**EXERCISE GOAL:** Each entry, as given, must be output unchanged.
BEGIN PROVIDED INFORMATION
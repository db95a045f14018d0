//! SQL executor
//!
//! This module applies generated statements to the source database.

use crate::db::connection::DatabaseConnection;
use crate::error::{Error, Result};

/// SQL executor for running generated statements
pub struct StatementExecutor {
    connection: DatabaseConnection,
}

impl StatementExecutor {
    /// Create a new SQL executor
    pub fn new(connection: DatabaseConnection) -> Self {
        Self { connection }
    }

    /// Execute multiple SQL statements in a transaction.
    ///
    /// Stops at the first failure and rolls back. MySQL commits most DDL
    /// implicitly, so statements that already ran may stay applied.
    pub async fn execute_in_transaction(&self, statements: &[String]) -> Result<()> {
        let mut tx = self.connection.pool().begin().await?;

        for (i, statement) in statements.iter().enumerate() {
            tracing::debug!(statement_number = i + 1, sql = %statement, "Executing statement");

            if let Err(source) = sqlx::query(statement).execute(&mut *tx).await {
                tracing::error!(statement_number = i + 1, error = %source, "Statement failed, rolling back");
                if let Err(e) = tx.rollback().await {
                    tracing::warn!(error = %e, "Rollback failed");
                }
                return Err(Error::ExecutionError {
                    statement: statement.clone(),
                    source,
                });
            }
        }

        tx.commit().await?;
        tracing::info!(statements = statements.len(), "Statements applied");
        Ok(())
    }
}
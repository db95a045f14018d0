//! Configuration handling for schema_diff

use serde::{Deserialize, Serialize};
use std::fs;

use crate::error::{Error, Result};

/// Load configuration from a TOML file.
///
/// Endpoints may be left out here and supplied on the command line;
/// [`Config::validate`] checks them before use.
pub fn load_from_file(path: &str) -> Result<Config> {
    let config_str = fs::read_to_string(path)
        .map_err(|e| Error::ConfigError(format!("Failed to read config file: {}", e)))?;

    let config: Config = toml::from_str(&config_str)
        .map_err(|e| Error::ConfigError(format!("Failed to parse config file: {}", e)))?;

    Ok(config)
}

/// Represents the complete schema_diff configuration
#[derive(Debug, Serialize, Deserialize, Clone, Default)]
pub struct Config {
    /// The database that gets altered
    #[serde(default)]
    pub source: DatabaseConfig,
    /// The database whose structure is the target
    #[serde(default)]
    pub destination: DatabaseConfig,
    #[serde(default)]
    pub compare: CompareConfig,
    #[serde(default)]
    pub apply: ApplyConfig,
    pub logging: Option<LoggingConfig>,
}

impl Config {
    /// Check that both endpoints are set
    pub fn validate(&self) -> Result<()> {
        if self.source.url.trim().is_empty() {
            return Err(Error::ConfigError("source.url is not set".to_string()));
        }
        if self.destination.url.trim().is_empty() {
            return Err(Error::ConfigError("destination.url is not set".to_string()));
        }
        Ok(())
    }
}

/// Where a schema is read from.
///
/// `url` is either a `mysql://` DSN or the path of a `.sql` dump holding
/// `CREATE TABLE` statements.
#[derive(Debug, Serialize, Deserialize, Clone, Default)]
pub struct DatabaseConfig {
    #[serde(default)]
    pub url: String,
    pub pool_size: Option<u32>,
    pub timeout_seconds: Option<u64>,
}

impl DatabaseConfig {
    pub fn from_url(url: &str) -> Self {
        Self {
            url: url.to_string(),
            ..Self::default()
        }
    }

    /// Whether this endpoint is a live MySQL server rather than a dump file
    pub fn is_mysql(&self) -> bool {
        self.url.starts_with("mysql://") || self.url.starts_with("mariadb://")
    }
}

/// Comparison behavior
#[derive(Debug, Serialize, Deserialize, Clone)]
pub struct CompareConfig {
    /// Emit `DROP TABLE` for tables missing from the destination
    #[serde(default = "default_true")]
    pub allow_table_removal: bool,
    /// Emit `ENGINE=` / `UNION=` changes in addition to columns and indexes
    #[serde(default = "default_true")]
    pub compare_engine: bool,
}

impl Default for CompareConfig {
    fn default() -> Self {
        Self {
            allow_table_removal: true,
            compare_engine: true,
        }
    }
}

/// What happens to the generated statements
#[derive(Debug, Serialize, Deserialize, Clone, Default)]
pub struct ApplyConfig {
    /// Execute the statements against the source database
    #[serde(default)]
    pub exec: bool,
    /// Write the statements to a timestamped `.sql` file in this directory
    pub script_directory: Option<String>,
}

/// Logging configuration
#[derive(Debug, Serialize, Deserialize, Clone)]
pub struct LoggingConfig {
    pub level: String,
    pub file: Option<String>,
    #[serde(default = "default_format")]
    pub format: String,
    /// Log to the terminal when no file is set. Output goes to stderr so
    /// stdout carries only generated statements.
    #[serde(default = "default_true", alias = "stdout")]
    pub console: bool,
}

impl Default for LoggingConfig {
    fn default() -> Self {
        Self {
            level: "info".to_string(),
            file: None,
            format: default_format(),
            console: true,
        }
    }
}

fn default_true() -> bool {
    true
}

fn default_format() -> String {
    "text".to_string()
}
END PROVIDED INFORMATION
**RESPONSE BELOW:**
repository db95a045f14018d0
//! SQL executor
//!
//! This module applies generated statements to the source database.

use crate::db::connection::DatabaseConnection;
use crate::error::{Error, Result};

/// SQL executor for running generated statements
pub struct StatementExecutor {
    connection: DatabaseConnection,
}

impl StatementExecutor {
    /// Create a new SQL executor
    pub fn new(connection: DatabaseConnection) -> Self {
        Self { connection }
    }

    /// Execute multiple SQL statements in a transaction.
    ///
    /// Stops at the first failure and rolls back. MySQL commits most DDL
    /// implicitly, so statements that already ran may stay applied.
    pub async fn execute_in_transaction(&self, statements: &[String]) -> Result<()> {
        let mut tx = self.connection.pool().begin().await?;

        for (i, statement) in statements.iter().enumerate() {
            tracing::debug!(statement_number = i + 1, sql = %statement, "Executing statement");

            if let Err(source) = sqlx::query(statement).execute(&mut *tx).await {
                tracing::error!(statement_number = i + 1, error = %source, "Statement failed, rolling back");
                if let Err(e) = tx.rollback().await {
                    tracing::warn!(error = %e, "Rollback failed");
                }
                return Err(Error::ExecutionError {
                    statement: statement.clone(),
                    source,
                });
            }
        }

        tx.commit().await?;
        tracing::info!(statements = statements.len(), "Statements applied");
        Ok(())
    }
}
repository db95a045f14018d0
//! Configuration handling for schema_diff

use serde::{Deserialize, Serialize};
use std::fs;

use crate::error::{Error, Result};

/// Load configuration from a TOML file.
///
/// Endpoints may be left out here and supplied on the command line;
/// [`Config::validate`] checks them before use.
pub fn load_from_file(path: &str) -> Result<Config> {
    let config_str = fs::read_to_string(path)
        .map_err(|e| Error::ConfigError(format!("Failed to read config file: {}", e)))?;

    let config: Config = toml::from_str(&config_str)
        .map_err(|e| Error::ConfigError(format!("Failed to parse config file: {}", e)))?;

    Ok(config)
}

/// Represents the complete schema_diff configuration
#[derive(Debug, Serialize, Deserialize, Clone, Default)]
pub struct Config {
    /// The database that gets altered
    #[serde(default)]
    pub source: DatabaseConfig,
    /// The database whose structure is the target
    #[serde(default)]
    pub destination: DatabaseConfig,
    #[serde(default)]
    pub compare: CompareConfig,
    #[serde(default)]
    pub apply: ApplyConfig,
    pub logging: Option<LoggingConfig>,
}

impl Config {
    /// Check that both endpoints are set
    pub fn validate(&self) -> Result<()> {
        if self.source.url.trim().is_empty() {
            return Err(Error::ConfigError("source.url is not set".to_string()));
        }
        if self.destination.url.trim().is_empty() {
            return Err(Error::ConfigError("destination.url is not set".to_string()));
        }
        Ok(())
    }
}

/// Where a schema is read from.
///
/// `url` is either a `mysql://` DSN or the path of a `.sql` dump holding
/// `CREATE TABLE` statements.
#[derive(Debug, Serialize, Deserialize, Clone, Default)]
pub struct DatabaseConfig {
    #[serde(default)]
    pub url: String,
    pub pool_size: Option<u32>,
    pub timeout_seconds: Option<u64>,
}

impl DatabaseConfig {
    pub fn from_url(url: &str) -> Self {
        Self {
            url: url.to_string(),
            ..Self::default()
        }
    }

    /// Whether this endpoint is a live MySQL server rather than a dump file
    pub fn is_mysql(&self) -> bool {
        self.url.starts_with("mysql://") || self.url.starts_with("mariadb://")
    }
}

/// Comparison behavior
#[derive(Debug, Serialize, Deserialize, Clone)]
pub struct CompareConfig {
    /// Emit `DROP TABLE` for tables missing from the destination
    #[serde(default = "default_true")]
    pub allow_table_removal: bool,
    /// Emit `ENGINE=` / `UNION=` changes in addition to columns and indexes
    #[serde(default = "default_true")]
    pub compare_engine: bool,
}

impl Default for CompareConfig {
    fn default() -> Self {
        Self {
            allow_table_removal: true,
            compare_engine: true,
        }
    }
}

/// What happens to the generated statements
#[derive(Debug, Serialize, Deserialize, Clone, Default)]
pub struct ApplyConfig {
    /// Execute the statements against the source database
    #[serde(default)]
    pub exec: bool,
    /// Write the statements to a timestamped `.sql` file in this directory
    pub script_directory: Option<String>,
}

/// Logging configuration
#[derive(Debug, Serialize, Deserialize, Clone)]
pub struct LoggingConfig {
    pub level: String,
    pub file: Option<String>,
    #[serde(default = "default_format")]
    pub format: String,
    /// Log to the terminal when no file is set. Output goes to stderr so
    /// stdout carries only generated statements.
    #[serde(default = "default_true", alias = "stdout")]
    pub console: bool,
}

impl Default for LoggingConfig {
    fn default() -> Self {
        Self {
            level: "info".to_string(),
            file: None,
            format: default_format(),
            console: true,
        }
    }
}

fn default_true() -> bool {
    true
}

fn default_format() -> String {
    "text".to_string()
}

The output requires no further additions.